Comodo Mobile Security (CMS) is a mobile application provided free by the Comodo Group that protects Android devices against viruses, worms and scripts. It also features SMS and call blocking, a software and process manager, data and apps backup and data traffic monitor. The anti-theft feature allows users to recover lost or stolen devices.

This is the first security app from Comodo, specialists in Internet security, for the Android platform.

Comodo Mobile Security requires Android 2.2 and up.

==Major releases==
CMS 1.2
- CMS 1.2 was released in April 2012.

CMS 2.4

CMS 2.4 was released in January 2014. Major enhancements for CMS 2.4 include:
- Cloud antivirus scans.

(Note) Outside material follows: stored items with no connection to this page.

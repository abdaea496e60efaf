use std::fmt;

use super::*;
use crate::error::ChessError;

/*
 * MODULE IS RESPONSIBLE FOR
 * BOARD STORAGE AND PIECE PLACEMENT
 */

/// Placement of the initial layout, first field is row 0 (rank 8).
pub const STARTING_LAYOUT: &str = "RNBQKBNR/PPPPPPPP/8/8/8/8/pppppppp/rnbqkbnr";

/// 8x8 mailbox. Each occupied cell holds a piece whose `square` equals the
/// cell it sits in.
#[derive(Clone, Debug, PartialEq, Eq)]
pub struct Position {
    squares: [[Option<Piece>; 8]; 8],
}

impl Default for Position {
    fn default() -> Self {
        Self::starting()
    }
}

impl Position {
    pub fn empty() -> Self {
        Self {
            squares: [[None; 8]; 8],
        }
    }

    pub fn starting() -> Self {
        let mut pos = Self::empty();
        let back_rank = [
            Type::Rook,
            Type::Knight,
            Type::Bishop,
            Type::Queen,
            Type::King,
            Type::Bishop,
            Type::Knight,
            Type::Rook,
        ];
        for (col, &kind) in back_rank.iter().enumerate() {
            let col = col as u8;
            pos.put(Color::White, kind, Square::new(0, col));
            pos.put(Color::White, Type::Pawn, Square::new(1, col));
            pos.put(Color::Black, Type::Pawn, Square::new(6, col));
            pos.put(Color::Black, kind, Square::new(7, col));
        }
        pos
    }

    /// Parse a FEN-style placement field. Unlike FEN, the first rank listed
    /// is row 0, so `STARTING_LAYOUT` round-trips through [`Position::layout`].
    pub fn from_layout(layout: &str) -> Result<Position, ChessError> {
        let placement = layout.split_whitespace().next().unwrap_or("");
        let rows: Vec<&str> = placement.split('/').collect();
        if rows.len() != 8 {
            return Err(ChessError::InvalidLayout(format!(
                "expected 8 rows, found {}",
                rows.len()
            )));
        }

        let mut pos = Self::empty();
        for (row, text) in rows.iter().enumerate() {
            let mut col: u8 = 0;
            for c in text.chars() {
                if let Some(skip) = c.to_digit(10) {
                    if col as u32 + skip > 8 {
                        return Err(ChessError::InvalidLayout(format!(
                            "row {} is wider than 8 squares",
                            row
                        )));
                    }
                    col += skip as u8;
                    continue;
                }
                if col >= 8 {
                    return Err(ChessError::InvalidLayout(format!(
                        "row {} is wider than 8 squares",
                        row
                    )));
                }
                let square = Square::new(row as u8, col);
                pos.set_piece(square, Some(Piece::from_code(c, square)?));
                col += 1;
            }
            if col != 8 {
                return Err(ChessError::InvalidLayout(format!(
                    "row {} covers {} squares",
                    row, col
                )));
            }
        }
        Ok(pos)
    }

    pub fn layout(&self) -> String {
        let mut out = String::new();
        for row in 0..8 {
            let mut empty_count = 0;
            for col in 0..8 {
                match self.squares[row][col] {
                    Some(piece) => {
                        if empty_count > 0 {
                            out.push_str(&empty_count.to_string());
                            empty_count = 0;
                        }
                        out.push(piece.code());
                    }
                    None => empty_count += 1,
                }
            }
            if empty_count > 0 {
                out.push_str(&empty_count.to_string());
            }
            if row < 7 {
                out.push('/');
            }
        }
        out
    }

    pub fn piece_at(&self, square: Square) -> Option<Piece> {
        self.squares[square.row() as usize][square.col() as usize]
    }

    /// Place (or clear, with `None`) a square. The piece's stored square is
    /// rewritten to match.
    pub fn set_piece(&mut self, square: Square, piece: Option<Piece>) {
        self.squares[square.row() as usize][square.col() as usize] = piece.map(|mut p| {
            p.square = square;
            p
        });
    }

    /// Convenience for building positions.
    pub fn put(&mut self, color: Color, piece_type: Type, square: Square) {
        self.set_piece(square, Some(Piece::new(color, piece_type, square)));
    }

    pub fn clear(&mut self, square: Square) {
        self.set_piece(square, None);
    }

    /// Relocate whatever sits on `from` to `to`, returning the piece that was
    /// on `to` beforehand.
    pub fn move_piece(&mut self, from: Square, to: Square) -> Option<Piece> {
        let moving = self.piece_at(from);
        let captured = self.piece_at(to);
        self.set_piece(to, moving);
        self.clear(from);
        captured
    }

    /// All pieces, optionally of one color, row 0 to 7 then column 0 to 7.
    /// Search relies on this order being stable.
    pub fn pieces(&self, color: Option<Color>) -> impl Iterator<Item = Piece> + '_ {
        self.squares
            .iter()
            .flat_map(|row| row.iter())
            .filter_map(|cell| *cell)
            .filter(move |p| color.map_or(true, |c| p.color == c))
    }

    /// Every pseudo-legal (from, to) for `color`, in enumeration order.
    pub fn all_moves(&self, color: Color) -> Vec<Move> {
        let mut moves = Vec::with_capacity(64);
        for piece in self.pieces(Some(color)) {
            moves.extend(
                self.legal_moves(piece.square)
                    .into_iter()
                    .map(|to| Move::new(piece.square, to)),
            );
        }
        moves
    }

    pub fn king_count(&self) -> usize {
        self.pieces(None)
            .filter(|p| p.piece_type == Type::King)
            .count()
    }

    /// Kings can be captured here, so the game ends once one is gone.
    pub fn is_game_over(&self) -> bool {
        self.king_count() < 2
    }

    /// True if some `by_color` piece has a pseudo-legal move onto `square`.
    pub fn is_square_attacked(&self, square: Square, by_color: Color) -> bool {
        self.pieces(Some(by_color))
            .any(|p| self.legal_moves(p.square).contains(&square))
    }

    pub fn king_square(&self, color: Color) -> Option<Square> {
        self.pieces(Some(color))
            .find(|p| p.piece_type == Type::King)
            .map(|p| p.square)
    }
}

impl fmt::Display for Position {
    fn fmt(&self, f: &mut fmt::Formatter<'_>) -> fmt::Result {
        for row in 0..8 {
            write!(f, "{} ", 8 - row)?;
            for col in 0..8 {
                let c = self.squares[row][col].map_or('.', |p| p.code());
                write!(f, "{}", c)?;
                if col < 7 {
                    write!(f, " ")?;
                }
            }
            writeln!(f)?;
        }
        write!(f, "  a b c d e f g h")
    }
}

CMS now scans for malware using both local and cloud-based detection engines.
- Support for Android KitKat® (4.4).
- Added language support for Arabic, Bulgarian, Greek, English, Spanish, Farsi, French, Italian, Polish, Russian, Swedish, Turkish, Ukrainian, and Chinese.
- New layout and GUI design offers easier navigation, new icons and new backgrounds.

CMS 2.5
CMS 2.5 was released in June 2014.

New features:
- Tablet version: Tablets are more secure with CMS now.
- CMS now supports devices with x86 chipsets.

Enhancements
- Improved notification behavior, one can select to be notified on every app scan or just on any malware found
- Various other bug fixes are performed.

CMS 2.7
CMS 2.7 was released in December 2014.
Changes in COMODO Mobile Security 2.7:
- Improved virus detection
- Optional password protection for application removal
- False positive feedback option
- Bug fixes

==Independent test labs==
On June 17, 2013, AV-TEST Labs released test results of 30 Android mobile security products conducted in May 2013 using Android 4.2.2. Comodo Mobile Security 2.0 scored 5.5 of 6 for Protection and a perfect 6 for Usability in AV-TEST's two testing categories.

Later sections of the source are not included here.